- **Input for this task**
=== Begin Enclosure ===

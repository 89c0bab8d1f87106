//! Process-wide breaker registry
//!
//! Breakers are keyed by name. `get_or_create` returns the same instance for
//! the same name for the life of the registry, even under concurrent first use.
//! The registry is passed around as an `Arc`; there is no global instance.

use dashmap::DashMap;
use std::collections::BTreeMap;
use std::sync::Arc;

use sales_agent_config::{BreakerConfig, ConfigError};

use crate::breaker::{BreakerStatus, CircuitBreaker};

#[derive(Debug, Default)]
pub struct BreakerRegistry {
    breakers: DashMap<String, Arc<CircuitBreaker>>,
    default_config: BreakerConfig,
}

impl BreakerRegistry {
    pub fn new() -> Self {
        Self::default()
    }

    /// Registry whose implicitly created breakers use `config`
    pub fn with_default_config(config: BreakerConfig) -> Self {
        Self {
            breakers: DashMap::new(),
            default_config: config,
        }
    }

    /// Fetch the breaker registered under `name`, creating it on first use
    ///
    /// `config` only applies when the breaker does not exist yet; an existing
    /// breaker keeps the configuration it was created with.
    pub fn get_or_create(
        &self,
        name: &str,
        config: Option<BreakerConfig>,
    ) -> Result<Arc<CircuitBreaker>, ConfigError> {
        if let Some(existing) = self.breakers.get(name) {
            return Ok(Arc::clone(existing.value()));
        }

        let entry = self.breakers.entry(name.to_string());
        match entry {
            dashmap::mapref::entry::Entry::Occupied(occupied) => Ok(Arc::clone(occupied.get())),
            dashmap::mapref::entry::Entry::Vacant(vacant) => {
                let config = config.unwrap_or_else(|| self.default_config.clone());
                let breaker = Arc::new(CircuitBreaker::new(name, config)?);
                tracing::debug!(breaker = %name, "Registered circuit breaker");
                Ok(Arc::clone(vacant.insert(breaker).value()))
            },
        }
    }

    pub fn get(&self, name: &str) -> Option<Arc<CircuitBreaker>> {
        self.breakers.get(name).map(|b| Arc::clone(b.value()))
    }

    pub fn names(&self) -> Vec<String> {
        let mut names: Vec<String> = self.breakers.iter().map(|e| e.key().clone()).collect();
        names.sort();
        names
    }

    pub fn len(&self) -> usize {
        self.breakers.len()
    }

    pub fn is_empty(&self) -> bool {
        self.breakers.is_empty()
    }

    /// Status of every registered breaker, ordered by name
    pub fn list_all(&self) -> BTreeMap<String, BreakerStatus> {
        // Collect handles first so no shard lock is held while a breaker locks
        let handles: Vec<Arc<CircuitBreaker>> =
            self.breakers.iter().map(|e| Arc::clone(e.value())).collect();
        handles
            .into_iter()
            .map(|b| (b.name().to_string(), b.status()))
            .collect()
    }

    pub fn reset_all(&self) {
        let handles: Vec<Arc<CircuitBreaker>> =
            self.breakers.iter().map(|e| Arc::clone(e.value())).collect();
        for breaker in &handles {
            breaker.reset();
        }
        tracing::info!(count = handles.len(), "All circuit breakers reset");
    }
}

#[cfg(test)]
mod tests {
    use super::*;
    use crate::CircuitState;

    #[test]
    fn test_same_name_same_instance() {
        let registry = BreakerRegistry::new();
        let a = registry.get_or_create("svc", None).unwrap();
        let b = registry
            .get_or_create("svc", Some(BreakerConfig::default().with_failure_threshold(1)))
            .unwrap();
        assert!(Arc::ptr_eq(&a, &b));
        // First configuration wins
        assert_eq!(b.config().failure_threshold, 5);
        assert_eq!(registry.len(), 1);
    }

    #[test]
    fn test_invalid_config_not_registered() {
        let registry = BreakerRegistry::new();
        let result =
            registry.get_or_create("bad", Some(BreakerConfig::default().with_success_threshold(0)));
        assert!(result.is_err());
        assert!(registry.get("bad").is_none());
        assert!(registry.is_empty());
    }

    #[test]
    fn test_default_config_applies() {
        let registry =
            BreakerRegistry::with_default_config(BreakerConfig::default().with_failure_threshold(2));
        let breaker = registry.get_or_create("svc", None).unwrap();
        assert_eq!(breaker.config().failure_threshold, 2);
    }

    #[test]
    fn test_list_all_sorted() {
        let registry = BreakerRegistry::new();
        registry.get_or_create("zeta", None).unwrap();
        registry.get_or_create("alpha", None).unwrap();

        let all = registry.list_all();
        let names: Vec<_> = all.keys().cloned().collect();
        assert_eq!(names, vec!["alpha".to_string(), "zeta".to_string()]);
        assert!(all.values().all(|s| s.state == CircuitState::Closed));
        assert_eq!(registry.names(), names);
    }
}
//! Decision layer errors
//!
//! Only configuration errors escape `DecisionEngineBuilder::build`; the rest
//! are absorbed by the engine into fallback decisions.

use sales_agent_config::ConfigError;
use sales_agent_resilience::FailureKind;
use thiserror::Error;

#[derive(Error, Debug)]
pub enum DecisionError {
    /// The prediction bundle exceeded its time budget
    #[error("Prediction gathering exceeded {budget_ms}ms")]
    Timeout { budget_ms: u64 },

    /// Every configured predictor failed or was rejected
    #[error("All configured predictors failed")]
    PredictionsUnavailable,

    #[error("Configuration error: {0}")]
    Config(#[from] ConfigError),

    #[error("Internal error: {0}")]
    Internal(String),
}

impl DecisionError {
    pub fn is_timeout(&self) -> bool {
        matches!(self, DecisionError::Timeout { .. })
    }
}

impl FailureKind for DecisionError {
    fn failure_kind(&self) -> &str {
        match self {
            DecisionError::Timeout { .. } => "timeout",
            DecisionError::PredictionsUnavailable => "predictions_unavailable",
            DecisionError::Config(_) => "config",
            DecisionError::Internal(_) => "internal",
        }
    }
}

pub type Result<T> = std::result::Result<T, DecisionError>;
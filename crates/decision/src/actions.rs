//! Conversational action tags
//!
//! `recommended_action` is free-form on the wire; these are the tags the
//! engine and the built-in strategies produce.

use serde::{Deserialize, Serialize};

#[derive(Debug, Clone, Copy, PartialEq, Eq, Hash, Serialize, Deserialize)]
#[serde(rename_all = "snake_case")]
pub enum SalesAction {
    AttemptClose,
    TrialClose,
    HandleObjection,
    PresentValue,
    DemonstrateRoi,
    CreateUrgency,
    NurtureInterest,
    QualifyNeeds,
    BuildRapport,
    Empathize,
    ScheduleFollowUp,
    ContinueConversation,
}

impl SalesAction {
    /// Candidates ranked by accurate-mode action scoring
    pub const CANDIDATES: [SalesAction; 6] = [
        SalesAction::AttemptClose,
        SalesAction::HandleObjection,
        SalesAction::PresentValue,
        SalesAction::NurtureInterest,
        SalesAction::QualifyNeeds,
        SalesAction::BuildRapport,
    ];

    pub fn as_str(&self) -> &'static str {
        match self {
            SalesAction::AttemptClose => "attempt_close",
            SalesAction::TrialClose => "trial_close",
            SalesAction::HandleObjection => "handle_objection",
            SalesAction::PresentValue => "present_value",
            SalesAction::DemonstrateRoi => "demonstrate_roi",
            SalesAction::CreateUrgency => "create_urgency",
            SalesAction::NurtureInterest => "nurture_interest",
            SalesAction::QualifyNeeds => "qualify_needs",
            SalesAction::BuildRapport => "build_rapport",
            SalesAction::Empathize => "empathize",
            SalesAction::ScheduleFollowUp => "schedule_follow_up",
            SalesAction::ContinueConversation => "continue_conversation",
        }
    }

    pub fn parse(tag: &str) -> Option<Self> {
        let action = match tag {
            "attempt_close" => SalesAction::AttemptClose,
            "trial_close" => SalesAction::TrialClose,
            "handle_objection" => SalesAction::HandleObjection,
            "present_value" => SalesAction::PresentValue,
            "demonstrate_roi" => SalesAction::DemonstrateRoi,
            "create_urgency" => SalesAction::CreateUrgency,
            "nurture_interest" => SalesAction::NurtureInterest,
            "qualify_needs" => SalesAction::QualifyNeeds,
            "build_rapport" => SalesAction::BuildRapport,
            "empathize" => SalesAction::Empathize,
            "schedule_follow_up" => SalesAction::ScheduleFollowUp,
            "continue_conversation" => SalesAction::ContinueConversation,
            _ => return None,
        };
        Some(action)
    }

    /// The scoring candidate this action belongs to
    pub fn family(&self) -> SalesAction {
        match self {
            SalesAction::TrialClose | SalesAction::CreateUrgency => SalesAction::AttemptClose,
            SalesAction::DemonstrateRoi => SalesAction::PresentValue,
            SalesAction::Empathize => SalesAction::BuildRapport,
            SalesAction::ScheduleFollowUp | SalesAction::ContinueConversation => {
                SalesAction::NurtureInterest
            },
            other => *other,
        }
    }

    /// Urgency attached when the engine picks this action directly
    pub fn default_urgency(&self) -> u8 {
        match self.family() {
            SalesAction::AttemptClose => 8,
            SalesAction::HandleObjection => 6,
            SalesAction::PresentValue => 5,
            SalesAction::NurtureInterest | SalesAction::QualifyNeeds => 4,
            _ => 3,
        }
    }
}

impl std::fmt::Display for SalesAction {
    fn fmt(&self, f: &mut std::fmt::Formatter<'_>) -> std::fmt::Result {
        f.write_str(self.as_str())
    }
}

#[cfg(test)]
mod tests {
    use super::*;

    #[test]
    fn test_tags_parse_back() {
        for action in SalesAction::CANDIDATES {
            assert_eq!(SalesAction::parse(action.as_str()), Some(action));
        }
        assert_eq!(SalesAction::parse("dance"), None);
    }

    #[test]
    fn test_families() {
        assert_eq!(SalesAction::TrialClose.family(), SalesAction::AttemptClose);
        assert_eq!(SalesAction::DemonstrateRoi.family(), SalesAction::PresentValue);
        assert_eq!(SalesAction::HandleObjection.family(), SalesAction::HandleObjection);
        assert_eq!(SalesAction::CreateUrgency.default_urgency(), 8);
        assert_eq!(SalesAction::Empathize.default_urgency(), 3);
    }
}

=== End Enclosure ===

- **Task brief**
Begin with the top line of the material and go as far as the line with "pub struct BreakerRegistry". Set down those lines exactly, both ends included, and nothing more.

- **Answer space**
repository 89c0bab8d1f87106
//! Process-wide breaker registry
//!
//! Breakers are keyed by name. `get_or_create` returns the same instance for
//! the same name for the life of the registry, even under concurrent first use.
//! The registry is passed around as an `Arc`; there is no global instance.

use dashmap::DashMap;
use std::collections::BTreeMap;
use std::sync::Arc;

use sales_agent_config::{BreakerConfig, ConfigError};

use crate::breaker::{BreakerStatus, CircuitBreaker};

#[derive(Debug, Default)]
pub struct BreakerRegistry {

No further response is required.